Pourtant, malgré la sincérité sous-jacente du projet, cette initiative gouvernementale se heurte à la difficile mise en place d’une politique d’intégration des musulmans dans un pays où s’applique et s’impose avec force un modèle de laïcité, défini par la loi de 1905, à une époque où la question de l’islam ne se posait pas. Nicolas Sarkozy, devenu Président de la République en 2007, a poursuivi cet effort avec entêtement sans tenir compte de ces freins historiques. Et c’est sur ces fondements biaisés que tente de s’inscrire dans la continuité, le gouvernement d’Emmanuel Macron. Or, entre temps, le contexte a changé. Au plan international, la guerre en Syrie a engendré la mouvance terroriste DAECH dont la menace plane partout au-delà des frontières moyen-orientales. Ce terrorisme a lourdement et profondément touché la France en 2015 et 2016. Au plan national, la société française ne résiste pas vraiment à la vague populiste, qui se nourrit en partie de la peur de l’islam et de l’islamophobie comme bouc émissaire facile de dysfonctionnements, lacunes et inégalités intrinsèques à nos sociétés occidentales.
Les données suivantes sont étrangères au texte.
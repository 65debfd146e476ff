/// Orbit and size data for one planet.
pub struct PlanetInfo {
    pub name: &'static str,
    /// Distance from the sun in scene units.
    pub orbit_radius: f32,
    /// Sphere radius in scene units.
    pub size: f32,
    /// Angular speed before the rotation speed multiplier is applied.
    pub speed: f32,
}

pub const PLANETS: &[PlanetInfo] = &[
    PlanetInfo {
        name: "mercury",
        orbit_radius: 4.0,
        size: 0.32,
        speed: 0.04,
    },
    PlanetInfo {
        name: "venus",
        orbit_radius: 5.0,
        size: 0.55,
        speed: 0.015,
    },
    PlanetInfo {
        name: "earth",
        orbit_radius: 6.5,
        size: 0.6,
        speed: 0.01,
    },
    PlanetInfo {
        name: "mars",
        orbit_radius: 9.0,
        size: 0.23,
        speed: 0.008,
    },
    PlanetInfo {
        name: "jupiter",
        orbit_radius: 17.0,
        size: 1.2,
        speed: 0.002,
    },
    PlanetInfo {
        name: "saturn",
        orbit_radius: 20.0,
        size: 1.0,
        speed: 0.0015,
    },
    PlanetInfo {
        name: "uranus",
        orbit_radius: 24.0,
        size: 0.7,
        speed: 0.001,
    },
    PlanetInfo {
        name: "neptune",
        orbit_radius: 28.0,
        size: 0.65,
        speed: 0.0005,
    },
];

/// Radius of the sun sphere.
pub const SUN_RADIUS: f32 = 3.0;

/// Inner and outer radius of the Saturn ring, relative to the planet centre.
pub const SATURN_RING_RADII: (f32, f32) = (1.5, 2.5);

/// Asteroid belt spans this radial band.
pub const ASTEROID_BELT_RADII: (f32, f32) = (9.5, 13.0);

/// Index of a planet by name, case-insensitive.
pub fn planet_index(name: &str) -> Option<usize> {
    PLANETS
        .iter()
        .position(|p| p.name.eq_ignore_ascii_case(name))
}
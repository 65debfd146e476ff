use bevy::prelude::*;
use bevy::ui::RelativeCursorPosition;
use constants::render_settings::{BUTTON_HOVERED, BUTTON_IDLE, BUTTON_PRESSED};

use super::state::*;

// Chevron icon toggles collapse state
pub fn parameter_collapse_interaction(
    mut q: Query<
        (&Interaction, &mut BackgroundColor),
        (Changed<Interaction>, With<Button>, With<ParameterCollapseButton>),
    >,
    mut state: ResMut<ParameterPanelUiState>,
) {
    for (interaction, mut bg) in &mut q {
        match *interaction {
            Interaction::Pressed => {
                state.collapsed = !state.collapsed;
                *bg = BackgroundColor(BUTTON_PRESSED);
            }
            Interaction::Hovered => *bg = BackgroundColor(BUTTON_HOVERED),
            Interaction::None => *bg = BackgroundColor(BUTTON_IDLE),
        }
    }
}

/// Convert a centre-origin cursor position into a 0..1 track fraction.
pub fn track_fraction(normalized: Vec2) -> f32 {
    (normalized.x + 0.5).clamp(0.0, 1.0)
}

// Sliders follow the cursor for as long as the track is held
pub fn slider_drag_interaction(
    tracks: Query<(&Interaction, &RelativeCursorPosition, &ParameterKey), With<SliderTrack>>,
    mut panel: ResMut<ParameterPanel>,
) {
    for (interaction, cursor, key) in &tracks {
        if *interaction != Interaction::Pressed {
            continue;
        }
        let Some(normalized) = cursor.normalized else {
            continue;
        };
        // Avoid marking the panel changed when the value did not move.
        let fraction = track_fraction(normalized);
        if panel.bypass_change_detection().set_fraction(&key.0, fraction) {
            panel.set_changed();
        }
    }
}

pub fn toggle_button_interaction(
    q: Query<(&Interaction, &ParameterKey), (Changed<Interaction>, With<ToggleButton>)>,
    mut panel: ResMut<ParameterPanel>,
) {
    for (interaction, key) in &q {
        if *interaction == Interaction::Pressed {
            panel.flip_toggle(&key.0);
        }
    }
}

pub fn swatch_button_interaction(
    q: Query<(&Interaction, &ParameterKey, &SwatchButton), Changed<Interaction>>,
    mut panel: ResMut<ParameterPanel>,
) {
    for (interaction, key, swatch) in &q {
        if *interaction == Interaction::Pressed {
            panel.set_colour(&key.0, swatch.0);
        }
    }
}

pub fn action_button_interaction(
    mut q: Query<
        (&Interaction, &ParameterKey, &mut BackgroundColor),
        (Changed<Interaction>, With<ActionButton>),
    >,
    mut panel: ResMut<ParameterPanel>,
) {
    for (interaction, key, mut bg) in &mut q {
        match *interaction {
            Interaction::Pressed => {
                panel.trigger_action(&key.0);
                *bg = BackgroundColor(BUTTON_PRESSED);
            }
            Interaction::Hovered => *bg = BackgroundColor(BUTTON_HOVERED),
            Interaction::None => *bg = BackgroundColor(BUTTON_IDLE),
        }
    }
}

#[cfg(test)]
mod tests {
    use super::*;

    #[test]
    fn track_fraction_is_clamped() {
        assert_eq!(track_fraction(Vec2::new(-0.5, 0.0)), 0.0);
        assert_eq!(track_fraction(Vec2::new(0.0, 0.1)), 0.5);
        assert_eq!(track_fraction(Vec2::new(0.9, 0.0)), 1.0);
    }

    #[test]
    fn pressed_action_button_queues_action() {
        let mut app = App::new();
        app.insert_resource(ParameterPanel::new("Test").action("spin", "Spin"))
            .add_systems(Update, action_button_interaction);
        app.world_mut().spawn((
            ActionButton,
            ParameterKey("spin".to_string()),
            Interaction::Pressed,
            BackgroundColor(BUTTON_IDLE),
        ));

        app.update();

        let mut panel = app.world_mut().resource_mut::<ParameterPanel>();
        assert!(panel.take_action("spin"));
    }

    #[test]
    fn pressed_toggle_flips_value() {
        let mut app = App::new();
        app.insert_resource(ParameterPanel::new("Test").toggle("wire", "Wireframe", false))
            .add_systems(Update, toggle_button_interaction);
        app.world_mut().spawn((
            ToggleButton,
            ParameterKey("wire".to_string()),
            Interaction::Pressed,
        ));

        app.update();

        assert!(app.world().resource::<ParameterPanel>().toggle_value("wire"));
    }
}
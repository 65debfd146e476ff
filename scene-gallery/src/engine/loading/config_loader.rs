use bevy::asset::LoadState;
use bevy::prelude::*;

use crate::constants::path::GALLERY_CONFIG_PATH;
use crate::engine::assets::gallery_config::GalleryConfig;
use crate::engine::core::app_state::GalleryPage;
use crate::engine::core::navigation::{NavigationEvent, NavigationSource};

#[derive(Resource, Default)]
pub struct ConfigLoader {
    handle: Option<Handle<GalleryConfig>>,
    applied: bool,
}

// Start loading the gallery configuration
pub fn start_config_loading(mut loader: ResMut<ConfigLoader>, asset_server: Res<AssetServer>) {
    loader.handle = Some(asset_server.load(GALLERY_CONFIG_PATH));
}

/// Copy the loaded configuration into the `GalleryConfig` resource once.
/// Defaults stay in place if the file is missing or malformed.
pub fn apply_loaded_config(
    mut loader: ResMut<ConfigLoader>,
    asset_server: Res<AssetServer>,
    configs: Res<Assets<GalleryConfig>>,
    current_page: Res<State<GalleryPage>>,
    mut commands: Commands,
    mut navigation: EventWriter<NavigationEvent>,
) {
    if loader.applied {
        return;
    }
    let Some(handle) = loader.handle.clone() else {
        return;
    };

    if let Some(config) = configs.get(&handle) {
        println!("✓ Gallery config loaded from {}", GALLERY_CONFIG_PATH);
        loader.applied = true;
        commands.insert_resource(config.clone());

        // A page chosen by the browser location takes precedence.
        if *current_page.get() != GalleryPage::default() {
            return;
        }
        match GalleryPage::from_route(&config.initial_route) {
            Ok(page) => {
                navigation.write(NavigationEvent {
                    page,
                    source: NavigationSource::Config,
                });
            }
            Err(e) => warn!("Ignoring configured initial route: {e}"),
        }
        return;
    }

    if let LoadState::Failed(err) = asset_server.load_state(&handle) {
        warn!("Failed to load {GALLERY_CONFIG_PATH}, using defaults: {err}");
        loader.applied = true;
    }
}
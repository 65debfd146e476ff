//! Runtime diagnostics systems.

/// FPS tracking and notification systems for performance monitoring.
///
/// Sends frame rate updates to the host page via RPC and updates the native overlay.
pub mod fps_tracking;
C’est dans ce contexte inédit, qu’Emmanuel Macron, décide semble-t-il d’imposer par décret, aux forceps, une politique de formation d’un islam de France, qui sera difficile à mettre en œuvre sans concertation, dialogue et compromis.
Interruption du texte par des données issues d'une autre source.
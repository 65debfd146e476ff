//! Solar system page: orbiting planets, an asteroid belt, a star field and a
//! camera that follows whichever planet is selected.

pub mod asteroid_belt;
pub mod planets;
pub mod selection;
pub mod space_stars;

use bevy::prelude::*;
use constants::camera::{DEFAULT_CAMERA_POSITION, DEFAULT_CAMERA_TARGET};
use constants::lighting::{ambient_brightness, point_intensity};
use rand::SeedableRng;
use rand::rngs::StdRng;

use self::planets::OrbitClock;
use self::selection::{PlanetSelectionRequest, PressOrigin, SelectedPlanet};
use super::orbit_page_camera;
use crate::engine::assets::gallery_config::GalleryConfig;
use crate::engine::camera::follow::{
    CameraFollowController, FollowCamera, FollowSystems, FollowTarget, camera_follow_system,
};
use crate::engine::camera::orbit_controls::orbit_controls_input;
use crate::engine::core::app_state::GalleryPage;
use crate::ui::parameter_panel::ParameterPanel;

pub(crate) const PAGE: GalleryPage = GalleryPage::SolarSystem;

/// Reach of the sun's light; covers the outermost orbit.
const SUNLIGHT_RANGE: f32 = 100.0;

pub struct SolarSystemPagePlugin;

impl Plugin for SolarSystemPagePlugin {
    fn build(&self, app: &mut App) {
        app.add_event::<PlanetSelectionRequest>()
            .configure_sets(
                Update,
                (FollowSystems::Observe, FollowSystems::Tick)
                    .chain()
                    .after(orbit_controls_input)
                    .run_if(in_state(PAGE).and(resource_exists::<CameraFollowController>)),
            )
            .add_systems(OnEnter(PAGE), spawn_solar_system)
            .add_systems(OnExit(PAGE), clear_solar_system_resources)
            .add_systems(
                Update,
                (planets::advance_orbit_clock, planets::move_planets)
                    .chain()
                    .before(FollowSystems::Observe)
                    .run_if(
                        in_state(PAGE)
                            .and(resource_exists::<ParameterPanel>)
                            .and(resource_exists::<OrbitClock>),
                    ),
            )
            .add_systems(
                Update,
                (
                    selection::select_planet_on_click,
                    selection::apply_selection_requests,
                    selection::observe_selection_change,
                    selection::refresh_follow_target,
                )
                    .chain()
                    .in_set(FollowSystems::Observe),
            )
            .add_systems(Update, camera_follow_system.in_set(FollowSystems::Tick));
    }
}

fn solar_system_panel(config: &GalleryConfig) -> ParameterPanel {
    ParameterPanel::new("Solar System").slider(
        "rotation_speed",
        "rotationSpeed",
        0.0,
        100.0,
        5.0,
        config.solar_system.rotation_speed,
    )
}

fn spawn_solar_system(
    mut commands: Commands,
    mut meshes: ResMut<Assets<Mesh>>,
    mut materials: ResMut<Assets<StandardMaterial>>,
    asset_server: Res<AssetServer>,
    config: Res<GalleryConfig>,
) {
    commands.spawn((
        orbit_page_camera(DEFAULT_CAMERA_POSITION, DEFAULT_CAMERA_TARGET, 75.0, Color::BLACK),
        FollowCamera,
        StateScoped(PAGE),
    ));

    commands.insert_resource(AmbientLight {
        brightness: ambient_brightness(0.08),
        ..default()
    });
    commands.spawn((
        PointLight {
            intensity: point_intensity(100.0),
            range: SUNLIGHT_RANGE,
            ..default()
        },
        Transform::from_translation(Vec3::ZERO),
        StateScoped(PAGE),
    ));

    planets::spawn_sun(&mut commands, &mut meshes, &mut materials, &asset_server);
    planets::spawn_planets(&mut commands, &mut meshes, &mut materials, &asset_server);

    let mut rng = StdRng::seed_from_u64(config.random_seed);
    let solar = &config.solar_system;
    asteroid_belt::spawn_asteroid_belt(
        &mut commands,
        &mut meshes,
        &mut materials,
        &mut rng,
        solar.asteroid_count,
    );
    space_stars::spawn_space_stars(
        &mut commands,
        &mut meshes,
        &mut materials,
        &mut rng,
        solar.star_count,
        solar.star_radius,
    );

    commands.insert_resource(solar_system_panel(&config));
    commands.insert_resource(OrbitClock::default());
    commands.insert_resource(SelectedPlanet::default());
    commands.insert_resource(PressOrigin::default());
    commands.insert_resource(CameraFollowController::default());
    commands.insert_resource(FollowTarget::default());

    info!(
        "Solar system ready: {} asteroids, {} stars",
        solar.asteroid_count, solar.star_count
    );
}

fn clear_solar_system_resources(mut commands: Commands) {
    commands.remove_resource::<OrbitClock>();
    commands.remove_resource::<SelectedPlanet>();
    commands.remove_resource::<PressOrigin>();
    commands.remove_resource::<CameraFollowController>();
    commands.remove_resource::<FollowTarget>();
}

#[cfg(test)]
mod tests {
    use super::*;
    use bevy::state::app::StatesPlugin;

    use super::selection::PlanetId;
    use crate::engine::camera::follow::FollowMode;
    use crate::engine::camera::orbit_controls::OrbitControls;

    /// Page resources and the follow loop, without any rendering.
    fn page_app() -> App {
        let mut app = App::new();
        app.add_plugins((MinimalPlugins, StatesPlugin))
            .init_state::<GalleryPage>()
            .add_event::<PlanetSelectionRequest>()
            .add_systems(
                OnEnter(PAGE),
                |mut commands: Commands| {
                    commands.insert_resource(SelectedPlanet::default());
                    commands.insert_resource(CameraFollowController::default());
                    commands.insert_resource(FollowTarget::default());
                    commands.spawn((
                        Transform::from_translation(DEFAULT_CAMERA_POSITION),
                        OrbitControls::new(Vec3::ZERO).with_damping(),
                        FollowCamera,
                        StateScoped(PAGE),
                    ));
                    for id in PlanetId::all() {
                        commands.spawn((
                            planets::Planet(id),
                            Transform::from_xyz(id.info().orbit_radius, 0.0, 0.0),
                            StateScoped(PAGE),
                        ));
                    }
                },
            )
            .add_systems(OnExit(PAGE), clear_solar_system_resources)
            .enable_state_scoped_entities::<GalleryPage>()
            .configure_sets(
                Update,
                (FollowSystems::Observe, FollowSystems::Tick)
                    .chain()
                    .run_if(in_state(PAGE).and(resource_exists::<CameraFollowController>)),
            )
            .add_systems(
                Update,
                (
                    selection::apply_selection_requests,
                    selection::observe_selection_change,
                    selection::refresh_follow_target,
                )
                    .chain()
                    .in_set(FollowSystems::Observe),
            )
            .add_systems(Update, camera_follow_system.in_set(FollowSystems::Tick));
        app
    }

    fn go_to(app: &mut App, page: GalleryPage) {
        app.world_mut().resource_mut::<NextState<GalleryPage>>().set(page);
        app.update();
    }

    fn camera_position(app: &mut App) -> Vec3 {
        let mut cameras = app.world_mut().query_filtered::<&Transform, With<FollowCamera>>();
        cameras.single(app.world()).unwrap().translation
    }

    #[test]
    fn panel_defaults_to_configured_speed() {
        let config = GalleryConfig::default();
        let panel = solar_system_panel(&config);
        assert_eq!(panel.float("rotation_speed"), 30.0);
    }

    #[test]
    fn selected_planet_pulls_the_camera_along() {
        let mut app = page_app();
        app.update();
        go_to(&mut app, PAGE);

        let start = camera_position(&mut app);
        let jupiter = PlanetId::from_name("jupiter");
        app.world_mut().send_event(PlanetSelectionRequest { planet: jupiter });
        for _ in 0..30 {
            app.update();
        }

        let controller = app.world().resource::<CameraFollowController>();
        let desired = controller.desired_position(Vec3::new(17.0, 0.0, 0.0));
        assert_eq!(controller.mode(), FollowMode::Following);

        assert!(camera_position(&mut app).distance(desired) < start.distance(desired));
    }

    #[test]
    fn leaving_the_page_drops_follow_state() {
        let mut app = page_app();
        app.update();
        go_to(&mut app, PAGE);
        assert!(app.world().contains_resource::<CameraFollowController>());

        go_to(&mut app, GalleryPage::Setup);
        assert!(!app.world().contains_resource::<CameraFollowController>());
        assert!(!app.world().contains_resource::<SelectedPlanet>());
        assert!(!app.world().contains_resource::<FollowTarget>());

        let mut cameras = app.world_mut().query::<&FollowCamera>();
        assert_eq!(cameras.iter(app.world()).count(), 0);
    }
}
2) Les trois mesures préconisées pour la création d’un islam de France
En partant du postulat que certains musulmans de France se radicalisent par le biais de liens avec l’étranger, le gouvernement cherche à limiter le contact entre « ses bons musulmans » et les « musulmans extrémistes de l’étranger ». Aussi, la première mesure met-elle fin à l’islam consulaire, c’est-à-dire à une politique de coopération religieuse avec les pays étrangers, consignée dans des accords bilatéraux pour accueillir des imams de Turquie, d’Algérie et du Maroc notamment. Désormais, la France entend former et fournir ses propres imams. Ces derniers devront être de citoyenneté française, parler le français, connaître et respecter les lois de la République. La seconde mesure annoncée, est la fin des chantiers de constructions de mosquée avec un soutien financier étranger, turc, saoudien, qatari, etc. Enfin, le Président a aussi décidé de supprimer les ELCO, c’est-à-dire l’enseignementde langue et de culture d’origine par des enseignants venus de de ces pays. Mis en place dans les années 1970, ces ELCO visaient à maintenir un lien avec leur pays d’origine, pour faciliter un éventuel retour.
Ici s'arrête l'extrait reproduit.